This is now the past. Go to the new 'Bred Crumbs.

07.20.03

Outward-Snarling Dog

If I came down a little hard on Queer Eye the other day, there may have been external forces at work. Truth is, I was a little cranky from yoga.

Take a moment to let the contradiction settle in, and I'll explain.

The main reason I've been dabbling in the bendy arts in the first place is because they should, in theory, take care of two polar-opposite ways I need to repair myself. Through yoga, I can actually exert my body for a change (what is this "exercise" of which you speak?), yet also learn to relax both my body and mind, thus helping to keep my neck and shoulders from knotting up like a Boy Scout in bondage school.

The relax-the-mind part is probably the biggest personal challenge, but yoga can do it, by making you focus on breathing and what you're trying to making your body do instead of on the world and your job and traffic and noisy neighbors. But that's only if your instructor doesn't try to give you a little sermon while you balance.

The teacher that night decided the class would have a theme: nonviolence. Nonviolence may indeed be one of the eight "limbs" of yoga, but it's not the one I'm paying twelve bucks for tonight. Not that I'm an especially violent person, but my cheek's turn radius isn't tight, and while I admire the Gandhic goal, I'll have to get there my own way.

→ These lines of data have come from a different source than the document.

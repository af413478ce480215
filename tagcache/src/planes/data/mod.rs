pub mod read_through;
use crate::api::{ClientRequest, JsonBytes, PageQuery};
use crate::cache_keys;
use crate::error::ApiError;
use crate::state::AppState;
use axum::{
    extract::{Path, Query, State},
    Json,
};
use catalog::{encode_payload, user_views, Client, Projection, Record};

/// POST /api/clients
pub async fn create_client(
    State(state): State<AppState>,
    Json(request): Json<ClientRequest>,
) -> Result<JsonBytes, ApiError> {
    if request.name.trim().is_empty() {
        return Err(ApiError::BadRequest("name must not be empty".into()));
    }

    let client = state.clients.add(Client::new(request.name)).await?;
    state.cache.invalidate(&cache_keys::users_tag()).await?;

    let id = client.id().ok_or(catalog::CatalogError::MissingId)?;
    tracing::info!("Created client {}", id);
    Ok(JsonBytes::created(
        encode_payload(&client)?,
        format!("/api/clients/{}", id),
    ))
}

/// GET /api/clients/{id}
pub async fn get_client(
    State(state): State<AppState>,
    Path(id): Path<u64>,
) -> Result<Json<Client>, ApiError> {
    state
        .clients
        .find_one_by_id(id)
        .await?
        .map(Json)
        .ok_or_else(|| ApiError::not_found(Client::KIND, id))
}

/// GET /api/clients/{id}/users?page=&limit=
///
/// Cached per client and page under the users tag, so any user write drops
/// every client's pages.
pub async fn list_client_users(
    State(state): State<AppState>,
    Path(id): Path<u64>,
    Query(query): Query<PageQuery>,
) -> Result<JsonBytes, ApiError> {
    let page = query.resolve(state.default_page_limit)?;
    let key = cache_keys::client_users_page(id, page, Projection::GetUsers);
    let users = state.users.clone();
    let clients = state.clients.clone();

    let body = state
        .cache
        .get_or_compute(&key, &[cache_keys::users_tag()], move || async move {
            let page_users = users.find_all_with_pagination(page, Some(id)).await?;
            let views = user_views(page_users, clients.as_ref()).await?;
            Ok::<_, ApiError>(encode_payload(&views)?)
        })
        .await?;

    Ok(JsonBytes::ok(body))
}
use crate::moka_cache::MokaStore;
use shared::config::CacheBackend;
use std::sync::Arc;
use tagcache::{CacheConfig, EntryStore, MemoryStore, StorageFactory};

/// Builds the entry store named by `CacheConfig::backend`.
#[derive(Clone, Copy, Debug, Default)]
pub struct UnifiedStorageFactory;

impl StorageFactory for UnifiedStorageFactory {
    fn create_from_config(&self, config: &CacheConfig) -> Arc<dyn EntryStore> {
        match config.backend {
            CacheBackend::Memory => {
                if config.max_entries.is_some() {
                    tracing::warn!(
                        "Cache '{}': max_entries is ignored by the memory backend",
                        config.name
                    );
                }
                tracing::info!("Cache '{}' using memory backend (ttl: {:?})", config.name, config.ttl);
                Arc::new(MemoryStore::with_ttl(config.ttl))
            }
            CacheBackend::Moka => {
                tracing::info!(
                    "Cache '{}' using moka backend (max_entries: {:?}, ttl: {:?})",
                    config.name,
                    config.max_entries,
                    config.ttl
                );
                Arc::new(MokaStore::new(&config.name, config.max_entries, config.ttl))
            }
        }
    }
}
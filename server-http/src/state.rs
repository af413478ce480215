use catalog::{Client, Product, Repository, SledCatalog, User};
use std::sync::Arc;
use tagcache::{CacheEvent, CacheManager};
use tokio::sync::broadcast;

/// Server state shared across handlers
#[derive(Clone)]
pub struct AppState {
    pub cache: CacheManager,
    pub products: Arc<dyn Repository<Product>>,
    pub clients: Arc<dyn Repository<Client>>,
    pub users: Arc<dyn Repository<User>>,
    pub event_channel: broadcast::Sender<CacheEvent>,
    pub default_page_limit: u32,
}

impl AppState {
    const EVENT_CAPACITY: usize = 1000;

    /// Wires the catalog repositories and hooks the cache into the SSE channel.
    pub fn new(catalog: &SledCatalog, cache: CacheManager, default_page_limit: u32) -> Self {
        let (event_tx, _event_rx) = broadcast::channel(Self::EVENT_CAPACITY);
        let cache = cache.with_event_broadcaster(event_tx.clone());

        Self {
            cache,
            products: Arc::new(catalog.products()),
            clients: Arc::new(catalog.clients()),
            users: Arc::new(catalog.users()),
            event_channel: event_tx,
            default_page_limit,
        }
    }
}
use crate::api::{JsonBytes, UserRequest};
use crate::cache_keys;
use crate::error::ApiError;
use crate::state::AppState;
use axum::{
    extract::{Path, State},
    http::StatusCode,
    Json,
};
use catalog::{encode_payload, user_views, Record, User, UserView};

/// GET /api/users
pub async fn list_users(State(state): State<AppState>) -> Result<Json<Vec<UserView>>, ApiError> {
    let users = state.users.find_all().await?;
    Ok(Json(user_views(users, state.clients.as_ref()).await?))
}

/// GET /api/users/{id}
pub async fn get_user(
    State(state): State<AppState>,
    Path(id): Path<u64>,
) -> Result<Json<UserView>, ApiError> {
    let user = find_user(&state, id).await?;
    Ok(Json(project(&state, user).await?))
}

/// POST /api/users
pub async fn create_user(
    State(state): State<AppState>,
    Json(request): Json<UserRequest>,
) -> Result<JsonBytes, ApiError> {
    validate(&request)?;

    let mut user = User::new(request.email, known_client(&state, request.client_id).await?);
    user.first_name = request.first_name;
    user.last_name = request.last_name;

    let user = state.users.add(user).await?;
    state.cache.invalidate(&cache_keys::users_tag()).await?;

    let id = user.id().ok_or(catalog::CatalogError::MissingId)?;
    tracing::info!("Created user {} (client {:?})", id, user.client_id);
    let view = project(&state, user).await?;
    Ok(JsonBytes::created(
        encode_payload(&view)?,
        format!("/api/users/{}", id),
    ))
}

/// PUT /api/users/{id}
pub async fn update_user(
    State(state): State<AppState>,
    Path(id): Path<u64>,
    Json(request): Json<UserRequest>,
) -> Result<StatusCode, ApiError> {
    validate(&request)?;

    let mut user = find_user(&state, id).await?;
    user.email = request.email;
    user.first_name = request.first_name;
    user.last_name = request.last_name;
    user.client_id = known_client(&state, request.client_id).await?;

    state.users.add(user).await?;
    state.cache.invalidate(&cache_keys::users_tag()).await?;
    Ok(StatusCode::NO_CONTENT)
}

/// DELETE /api/users/{id}
pub async fn delete_user(
    State(state): State<AppState>,
    Path(id): Path<u64>,
) -> Result<StatusCode, ApiError> {
    let user = find_user(&state, id).await?;
    state.users.remove(&user).await?;
    state.cache.invalidate(&cache_keys::users_tag()).await?;

    tracing::info!("Deleted user {}", id);
    Ok(StatusCode::NO_CONTENT)
}

async fn find_user(state: &AppState, id: u64) -> Result<User, ApiError> {
    state
        .users
        .find_one_by_id(id)
        .await?
        .ok_or_else(|| ApiError::not_found(User::KIND, id))
}

async fn project(state: &AppState, user: User) -> Result<UserView, ApiError> {
    let client = match user.client_id {
        Some(client_id) => state.clients.find_one_by_id(client_id).await?,
        None => None,
    };
    Ok(UserView::project(user, client.as_ref()))
}

/// Unknown clients leave the user unscoped.
async fn known_client(state: &AppState, client_id: Option<u64>) -> Result<Option<u64>, ApiError> {
    let Some(client_id) = client_id else {
        return Ok(None);
    };
    match state.clients.find_one_by_id(client_id).await? {
        Some(_) => Ok(Some(client_id)),
        None => {
            tracing::warn!("Client {} does not exist, user left without client", client_id);
            Ok(None)
        }
    }
}

fn validate(request: &UserRequest) -> Result<(), ApiError> {
    if !request.email.contains('@') {
        return Err(ApiError::BadRequest("email is invalid".into()));
    }
    Ok(())
}
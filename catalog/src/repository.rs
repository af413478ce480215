use crate::error::CatalogError;
use crate::models::Record;
use crate::pagination::PageRequest;
use async_trait::async_trait;

#[async_trait]
pub trait Repository<R: Record>: Send + Sync {
    /// One page of records in id order, optionally restricted to those whose
    /// `scope_id` equals `scope`.
    async fn find_all_with_pagination(
        &self,
        page: PageRequest,
        scope: Option<u64>,
    ) -> Result<Vec<R>, CatalogError>;

    /// All records in id order
    async fn find_all(&self) -> Result<Vec<R>, CatalogError>;

    async fn find_one_by_id(&self, id: u64) -> Result<Option<R>, CatalogError>;

    /// Persists the record, assigning an id when it has none. Records that
    /// already carry an id are overwritten.
    async fn add(&self, record: R) -> Result<R, CatalogError>;

    /// Deletes the record. Returns whether it existed.
    async fn remove(&self, record: &R) -> Result<bool, CatalogError>;
}
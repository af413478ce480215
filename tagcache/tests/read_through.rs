use bytes::Bytes;
use std::sync::atomic::{AtomicUsize, Ordering};
use std::sync::{Arc, Mutex};
use tagcache::{CacheKey, CacheManager, EntryStore, MemoryStore, Tag};

fn cache() -> CacheManager {
    CacheManager::new("products", Arc::new(MemoryStore::new()))
}

fn tags(names: &[&str]) -> Vec<Tag> {
    names.iter().map(|n| Tag::from(*n)).collect()
}

async fn compute_counted(
    cache: &CacheManager,
    key: &str,
    tag_names: &[&str],
    payload: &'static [u8],
    calls: &AtomicUsize,
) -> Bytes {
    cache
        .get_or_compute(&CacheKey::from(key), &tags(tag_names), || async {
            calls.fetch_add(1, Ordering::SeqCst);
            Ok::<_, shared::Error>(Bytes::from_static(payload))
        })
        .await
        .unwrap()
}

#[tokio::test]
async fn hit_returns_stored_value_verbatim() {
    let cache = cache();
    let first_calls = AtomicUsize::new(0);
    let second_calls = AtomicUsize::new(0);

    let p = compute_counted(&cache, "k", &["A"], b"[1,2,3]", &first_calls).await;
    let again = compute_counted(&cache, "k", &["B"], b"different", &second_calls).await;

    assert_eq!(p, Bytes::from_static(b"[1,2,3]"));
    assert_eq!(again, p);
    assert_eq!(first_calls.load(Ordering::SeqCst), 1);
    assert_eq!(second_calls.load(Ordering::SeqCst), 0);
}

#[tokio::test]
async fn invalidation_is_scoped_to_its_tag() {
    let cache = cache();
    let calls = AtomicUsize::new(0);
    compute_counted(&cache, "k1", &["A"], b"one", &calls).await;
    compute_counted(&cache, "k2", &["B"], b"two", &calls).await;

    cache.invalidate(&Tag::from("A")).await.unwrap();

    let recompute = AtomicUsize::new(0);
    let k2 = compute_counted(&cache, "k2", &["B"], b"fresh", &recompute).await;
    assert_eq!(k2, Bytes::from_static(b"two"));
    assert_eq!(recompute.load(Ordering::SeqCst), 0);

    let k1 = compute_counted(&cache, "k1", &["A"], b"fresh", &recompute).await;
    assert_eq!(k1, Bytes::from_static(b"fresh"));
    assert_eq!(recompute.load(Ordering::SeqCst), 1);
}

#[tokio::test]
async fn invalidation_removes_the_whole_entry() {
    let cache = cache();
    let calls = AtomicUsize::new(0);
    compute_counted(&cache, "k", &["A", "B"], b"both", &calls).await;

    cache.invalidate(&Tag::from("A")).await.unwrap();

    let index = cache.store().tag_index();
    assert!(index.keys_for(&Tag::from("B")).is_empty());
    assert_eq!(cache.store().get(&CacheKey::from("k")).await.unwrap(), None);

    compute_counted(&cache, "k", &["A", "B"], b"again", &calls).await;
    assert_eq!(calls.load(Ordering::SeqCst), 2);
}

#[tokio::test]
async fn invalidation_is_idempotent() {
    let cache = cache();
    let calls = AtomicUsize::new(0);
    compute_counted(&cache, "k1", &["A"], b"one", &calls).await;
    compute_counted(&cache, "k2", &["B"], b"two", &calls).await;

    assert_eq!(cache.invalidate(&Tag::from("A")).await.unwrap(), 1);
    assert_eq!(cache.invalidate(&Tag::from("A")).await.unwrap(), 0);
    assert_eq!(cache.invalidate(&Tag::from("never-used")).await.unwrap(), 0);

    let untouched = cache.store().get(&CacheKey::from("k2")).await.unwrap();
    assert_eq!(untouched, Some(Bytes::from_static(b"two")));
}

#[derive(Debug, PartialEq)]
enum QueryError {
    Unavailable,
    Cache(String),
}

impl From<shared::Error> for QueryError {
    fn from(err: shared::Error) -> Self {
        QueryError::Cache(err.to_string())
    }
}

#[tokio::test]
async fn compute_failure_leaves_cache_unchanged() {
    let cache = cache();
    let key = CacheKey::from("k");

    let failed = cache
        .get_or_compute(&key, &tags(&["A"]), || async {
            Err::<Bytes, _>(QueryError::Unavailable)
        })
        .await;
    assert_eq!(failed, Err(QueryError::Unavailable));
    assert_eq!(cache.store().entry_count(), 0);
    assert!(cache.store().tag_index().keys_for(&Tag::from("A")).is_empty());

    let retry_calls = AtomicUsize::new(0);
    let payload = compute_counted(&cache, "k", &["A"], b"recovered", &retry_calls).await;
    assert_eq!(payload, Bytes::from_static(b"recovered"));
    assert_eq!(retry_calls.load(Ordering::SeqCst), 1);
}

#[tokio::test]
async fn compute_failure_keeps_prior_value() {
    let cache = cache();
    let calls = AtomicUsize::new(0);
    compute_counted(&cache, "k", &["A"], b"old", &calls).await;

    // A hit never reaches the failing compute.
    let result = cache
        .get_or_compute(&CacheKey::from("k"), &tags(&["A"]), || async {
            Err::<Bytes, _>(QueryError::Unavailable)
        })
        .await;
    assert_eq!(result, Ok(Bytes::from_static(b"old")));
}

#[derive(Clone, serde::Serialize)]
struct Product {
    id: u64,
    name: String,
}

fn query_page(products: &Mutex<Vec<Product>>, page: usize, limit: usize) -> shared::Result<Bytes> {
    let products = products.lock().unwrap();
    let slice: Vec<Product> = products
        .iter()
        .skip((page - 1) * limit)
        .take(limit)
        .cloned()
        .collect();
    serde_json::to_vec(&slice)
        .map(Bytes::from)
        .map_err(|e| shared::Error::Serialization(e.to_string()))
}

#[tokio::test]
async fn product_listing_recomputes_after_create() {
    let cache = cache();
    let products_tag = [Tag::from("productsCache")];
    let key = CacheKey::for_page("products", 1, 3, None, None);
    assert_eq!(key.as_str(), "products-p1-l3");

    let products = Arc::new(Mutex::new(vec![
        Product { id: 1, name: "Phone A".into() },
        Product { id: 2, name: "Phone B".into() },
    ]));

    let first = cache
        .get_or_compute(&key, &products_tag, || {
            let products = products.clone();
            async move { query_page(&products, 1, 3) }
        })
        .await
        .unwrap();
    let listed: Vec<serde_json::Value> = serde_json::from_slice(&first).unwrap();
    assert_eq!(listed.len(), 2);

    // Create a product, then invalidate as the write path does.
    products.lock().unwrap().push(Product { id: 3, name: "Phone C".into() });

    let stale = cache
        .get_or_compute(&key, &products_tag, || {
            let products = products.clone();
            async move { query_page(&products, 1, 3) }
        })
        .await
        .unwrap();
    assert_eq!(stale, first);

    cache.invalidate(&products_tag[0]).await.unwrap();

    let fresh = cache
        .get_or_compute(&key, &products_tag, || {
            let products = products.clone();
            async move { query_page(&products, 1, 3) }
        })
        .await
        .unwrap();
    let listed: Vec<serde_json::Value> = serde_json::from_slice(&fresh).unwrap();
    assert_eq!(listed.len(), 3);
    assert_eq!(listed[2]["name"], "Phone C");
}

#[tokio::test(flavor = "multi_thread", worker_threads = 4)]
async fn concurrent_fill_and_invalidate_leave_index_consistent() {
    let cache = cache();
    let tag = Tag::from("usersCache");

    let fillers: Vec<_> = (0..4)
        .map(|worker| {
            let cache = cache.clone();
            let tag = tag.clone();
            tokio::spawn(async move {
                for i in 0..100 {
                    let key = CacheKey::new(format!("users-p{}-l3", (worker + i) % 5));
                    cache
                        .get_or_compute(&key, &[tag.clone()], || async {
                            Ok::<_, shared::Error>(Bytes::from_static(b"[]"))
                        })
                        .await
                        .unwrap();
                }
            })
        })
        .collect();
    let invalidators: Vec<_> = (0..2)
        .map(|_| {
            let cache = cache.clone();
            let tag = tag.clone();
            tokio::spawn(async move {
                for _ in 0..100 {
                    cache.invalidate(&tag).await.unwrap();
                    tokio::task::yield_now().await;
                }
            })
        })
        .collect();

    futures::future::join_all(fillers.into_iter().chain(invalidators)).await;

    let store = cache.store();
    let indexed = store.tag_index().keys_for(&tag);
    for page in 0..5 {
        let key = CacheKey::new(format!("users-p{}-l3", page));
        let stored = store.get(&key).await.unwrap().is_some();
        assert_eq!(indexed.contains(&key), stored, "key {} out of sync", key);
    }
    assert_eq!(indexed.len() as u64, store.entry_count());
}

Which is not by being harangued about it while I'm struggling not to lose my tenuous hold* on Downward-Facing Dog.

And especially not when you begin the class with a thinly disguised advocacy of vegetarianism, my views of which are hilariously echoed in Guster's road journal. ("What about these sharp, predatory, gristle-grinding incisors in my mouth, Morrissey!?") The things I've read about yoga so far don't mention not eating meat, and neither does any Indian menu I've ever seen.

On top of the veggie sentiments and the clumsily read quotes from famous peaceful people, the instructor of this supposed beginner class also flung us into about five positions I hadn't yet encountered, and provided little useful guidance. That's when he acknowledged, in an attempt at humor, that we might be feeling anger toward him, which like all other anger we should just let go.

Well, even the best of spiritual or religious traditions could stand to learn from the wisdom of secular life, and here's a valuable pointer:

If a person is agitated, the surest way not to calm him down is to tell him to calm down.**

And the room was extra hot and sweaty, and I was a little challenged because I haven't yet figured out that yoga should be practiced more often than monthly. I did finally get to a place of quiet by what I call relaxy time at class's end, but it wasn't my best yoga experience. More no mas than namaste.

·  ·  ·

* So-called sticky mats can actually be quite slippery. Discuss.

** Corollary: If you tell someone not to take something personally, you are ensuring that he will, and admitting that he has every reason to.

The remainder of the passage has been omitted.